START Supplied information

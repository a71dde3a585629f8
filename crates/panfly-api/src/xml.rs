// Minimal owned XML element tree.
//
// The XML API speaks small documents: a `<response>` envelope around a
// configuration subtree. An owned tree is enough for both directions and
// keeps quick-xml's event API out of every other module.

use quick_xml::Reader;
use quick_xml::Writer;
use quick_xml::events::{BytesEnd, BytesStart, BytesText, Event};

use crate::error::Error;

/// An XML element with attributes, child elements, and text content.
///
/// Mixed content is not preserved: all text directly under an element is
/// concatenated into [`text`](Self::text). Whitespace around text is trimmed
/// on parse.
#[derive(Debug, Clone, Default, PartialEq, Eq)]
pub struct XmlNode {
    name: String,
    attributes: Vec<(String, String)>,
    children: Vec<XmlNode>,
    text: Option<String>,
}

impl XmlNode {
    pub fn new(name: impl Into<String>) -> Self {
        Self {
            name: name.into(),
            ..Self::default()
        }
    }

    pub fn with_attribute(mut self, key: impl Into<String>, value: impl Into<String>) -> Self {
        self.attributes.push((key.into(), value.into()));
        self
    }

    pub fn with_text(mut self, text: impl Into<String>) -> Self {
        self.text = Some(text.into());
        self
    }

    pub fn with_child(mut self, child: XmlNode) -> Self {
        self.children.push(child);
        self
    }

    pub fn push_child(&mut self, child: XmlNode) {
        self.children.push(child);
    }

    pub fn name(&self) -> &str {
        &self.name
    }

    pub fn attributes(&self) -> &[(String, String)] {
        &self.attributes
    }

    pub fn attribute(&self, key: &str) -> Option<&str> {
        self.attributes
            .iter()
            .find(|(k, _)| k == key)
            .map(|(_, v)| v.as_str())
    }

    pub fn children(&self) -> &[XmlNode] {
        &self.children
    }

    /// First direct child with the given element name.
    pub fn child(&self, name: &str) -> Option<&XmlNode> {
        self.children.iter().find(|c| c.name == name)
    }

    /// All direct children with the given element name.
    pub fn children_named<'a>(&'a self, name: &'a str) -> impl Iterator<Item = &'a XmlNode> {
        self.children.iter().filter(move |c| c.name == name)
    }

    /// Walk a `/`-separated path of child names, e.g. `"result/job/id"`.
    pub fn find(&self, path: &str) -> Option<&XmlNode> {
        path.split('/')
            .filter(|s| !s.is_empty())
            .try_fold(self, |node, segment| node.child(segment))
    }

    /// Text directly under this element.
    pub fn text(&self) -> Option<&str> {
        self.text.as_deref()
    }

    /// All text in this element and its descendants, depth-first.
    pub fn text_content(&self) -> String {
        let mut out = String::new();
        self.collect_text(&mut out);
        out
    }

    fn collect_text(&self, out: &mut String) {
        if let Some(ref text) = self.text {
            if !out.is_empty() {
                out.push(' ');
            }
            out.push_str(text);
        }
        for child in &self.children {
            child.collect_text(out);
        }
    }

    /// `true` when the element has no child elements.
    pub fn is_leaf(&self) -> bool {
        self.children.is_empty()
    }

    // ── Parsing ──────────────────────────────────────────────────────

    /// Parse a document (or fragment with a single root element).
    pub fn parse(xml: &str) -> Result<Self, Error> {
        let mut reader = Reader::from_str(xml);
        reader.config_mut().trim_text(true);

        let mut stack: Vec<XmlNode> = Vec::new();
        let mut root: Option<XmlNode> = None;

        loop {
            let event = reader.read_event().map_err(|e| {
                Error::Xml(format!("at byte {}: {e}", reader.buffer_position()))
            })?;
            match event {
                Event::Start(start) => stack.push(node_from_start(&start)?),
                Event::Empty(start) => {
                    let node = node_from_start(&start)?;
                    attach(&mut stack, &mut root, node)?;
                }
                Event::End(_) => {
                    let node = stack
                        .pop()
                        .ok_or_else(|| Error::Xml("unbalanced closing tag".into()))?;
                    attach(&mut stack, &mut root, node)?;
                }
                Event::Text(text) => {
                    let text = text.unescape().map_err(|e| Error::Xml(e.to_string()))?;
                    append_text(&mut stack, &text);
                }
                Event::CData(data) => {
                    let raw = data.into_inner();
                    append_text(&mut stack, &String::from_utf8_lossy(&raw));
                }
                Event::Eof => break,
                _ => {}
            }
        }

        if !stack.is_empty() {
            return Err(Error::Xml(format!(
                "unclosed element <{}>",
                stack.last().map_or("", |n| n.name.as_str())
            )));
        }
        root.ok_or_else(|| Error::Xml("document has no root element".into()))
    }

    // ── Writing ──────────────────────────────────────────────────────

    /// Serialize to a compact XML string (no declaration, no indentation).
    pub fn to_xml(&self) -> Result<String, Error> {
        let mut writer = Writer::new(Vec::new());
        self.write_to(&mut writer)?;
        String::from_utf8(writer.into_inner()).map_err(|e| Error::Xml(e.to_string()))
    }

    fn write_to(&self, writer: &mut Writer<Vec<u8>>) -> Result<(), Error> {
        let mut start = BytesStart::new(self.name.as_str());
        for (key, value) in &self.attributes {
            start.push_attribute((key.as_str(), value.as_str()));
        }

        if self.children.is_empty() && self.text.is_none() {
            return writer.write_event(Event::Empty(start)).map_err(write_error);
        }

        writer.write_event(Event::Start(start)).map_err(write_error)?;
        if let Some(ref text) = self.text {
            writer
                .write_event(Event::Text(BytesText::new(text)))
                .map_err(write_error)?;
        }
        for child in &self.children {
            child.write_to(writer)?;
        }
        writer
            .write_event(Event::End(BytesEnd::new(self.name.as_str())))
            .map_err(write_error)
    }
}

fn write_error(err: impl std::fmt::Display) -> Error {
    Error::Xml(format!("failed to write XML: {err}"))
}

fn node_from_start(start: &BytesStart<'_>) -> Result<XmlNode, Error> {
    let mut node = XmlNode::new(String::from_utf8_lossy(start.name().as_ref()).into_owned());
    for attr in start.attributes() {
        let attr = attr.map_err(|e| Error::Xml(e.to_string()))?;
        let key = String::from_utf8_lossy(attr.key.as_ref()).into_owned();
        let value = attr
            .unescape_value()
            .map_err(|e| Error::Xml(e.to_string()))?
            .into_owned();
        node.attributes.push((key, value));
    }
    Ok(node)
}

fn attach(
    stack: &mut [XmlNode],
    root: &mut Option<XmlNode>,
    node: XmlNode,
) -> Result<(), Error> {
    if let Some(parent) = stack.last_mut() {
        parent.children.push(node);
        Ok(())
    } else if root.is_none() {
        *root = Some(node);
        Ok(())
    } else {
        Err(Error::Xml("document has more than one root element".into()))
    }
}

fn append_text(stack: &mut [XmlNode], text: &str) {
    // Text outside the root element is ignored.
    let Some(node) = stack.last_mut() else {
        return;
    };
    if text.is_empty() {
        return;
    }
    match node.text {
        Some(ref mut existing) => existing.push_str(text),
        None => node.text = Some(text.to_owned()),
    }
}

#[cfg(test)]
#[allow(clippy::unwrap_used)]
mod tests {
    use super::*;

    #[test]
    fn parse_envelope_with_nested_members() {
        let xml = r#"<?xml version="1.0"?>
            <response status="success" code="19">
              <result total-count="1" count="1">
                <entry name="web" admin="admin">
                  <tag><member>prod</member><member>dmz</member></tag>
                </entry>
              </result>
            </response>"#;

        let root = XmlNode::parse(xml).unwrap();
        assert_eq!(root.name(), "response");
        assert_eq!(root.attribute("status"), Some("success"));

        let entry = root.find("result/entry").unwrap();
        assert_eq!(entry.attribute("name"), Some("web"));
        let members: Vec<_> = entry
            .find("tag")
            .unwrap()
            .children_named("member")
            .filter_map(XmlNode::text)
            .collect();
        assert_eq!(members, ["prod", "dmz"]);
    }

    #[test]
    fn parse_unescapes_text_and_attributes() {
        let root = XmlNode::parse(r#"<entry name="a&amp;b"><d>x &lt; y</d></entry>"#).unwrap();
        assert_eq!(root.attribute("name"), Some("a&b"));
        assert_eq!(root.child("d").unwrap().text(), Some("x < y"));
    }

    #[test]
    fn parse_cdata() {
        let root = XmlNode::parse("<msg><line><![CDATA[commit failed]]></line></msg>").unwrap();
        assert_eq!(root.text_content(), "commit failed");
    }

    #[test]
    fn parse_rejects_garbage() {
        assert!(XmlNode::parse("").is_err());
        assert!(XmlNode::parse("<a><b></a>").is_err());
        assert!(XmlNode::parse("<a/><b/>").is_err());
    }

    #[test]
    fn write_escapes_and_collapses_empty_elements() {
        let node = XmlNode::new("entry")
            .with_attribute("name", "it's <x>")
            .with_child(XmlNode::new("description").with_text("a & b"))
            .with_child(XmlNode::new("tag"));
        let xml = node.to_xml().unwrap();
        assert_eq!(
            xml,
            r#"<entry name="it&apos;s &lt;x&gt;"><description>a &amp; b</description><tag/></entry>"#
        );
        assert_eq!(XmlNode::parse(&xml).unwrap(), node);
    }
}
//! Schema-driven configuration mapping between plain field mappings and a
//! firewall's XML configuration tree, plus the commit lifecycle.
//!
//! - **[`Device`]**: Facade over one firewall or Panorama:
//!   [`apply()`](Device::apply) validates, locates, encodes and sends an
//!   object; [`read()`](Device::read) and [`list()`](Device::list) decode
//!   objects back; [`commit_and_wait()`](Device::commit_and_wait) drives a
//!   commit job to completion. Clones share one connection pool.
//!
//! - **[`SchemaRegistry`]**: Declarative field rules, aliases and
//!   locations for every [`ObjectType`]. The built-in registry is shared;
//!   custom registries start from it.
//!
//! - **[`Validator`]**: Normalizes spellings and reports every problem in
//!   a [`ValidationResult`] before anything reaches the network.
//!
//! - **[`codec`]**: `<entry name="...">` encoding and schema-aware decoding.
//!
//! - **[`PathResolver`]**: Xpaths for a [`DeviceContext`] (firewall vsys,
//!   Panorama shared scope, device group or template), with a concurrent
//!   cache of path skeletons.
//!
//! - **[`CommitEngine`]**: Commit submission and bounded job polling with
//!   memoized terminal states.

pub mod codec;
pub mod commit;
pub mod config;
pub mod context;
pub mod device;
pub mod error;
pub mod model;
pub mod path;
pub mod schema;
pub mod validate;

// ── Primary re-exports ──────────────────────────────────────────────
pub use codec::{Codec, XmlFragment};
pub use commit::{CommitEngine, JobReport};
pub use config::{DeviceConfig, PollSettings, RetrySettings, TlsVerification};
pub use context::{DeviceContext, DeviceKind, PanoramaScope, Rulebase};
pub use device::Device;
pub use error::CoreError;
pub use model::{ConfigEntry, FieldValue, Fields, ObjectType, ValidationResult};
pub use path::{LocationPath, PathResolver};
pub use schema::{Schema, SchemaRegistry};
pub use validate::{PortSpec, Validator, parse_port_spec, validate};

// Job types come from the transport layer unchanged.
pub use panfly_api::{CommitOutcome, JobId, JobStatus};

END Supplied information

■ Aim of the task ■
Each line from the start of the listing through the line with "use crate::error::Error;" is to be restated verbatim, both ends included.

■ Answer box ■
repository a71dde3a585629f8
filename crates/panfly-api/src/xml.rs
// Minimal owned XML element tree.
//
// The XML API speaks small documents: a `<response>` envelope around a
// configuration subtree. An owned tree is enough for both directions and
// keeps quick-xml's event API out of every other module.

use quick_xml::Reader;
use quick_xml::Writer;
use quick_xml::events::{BytesEnd, BytesStart, BytesText, Event};

use crate::error::Error;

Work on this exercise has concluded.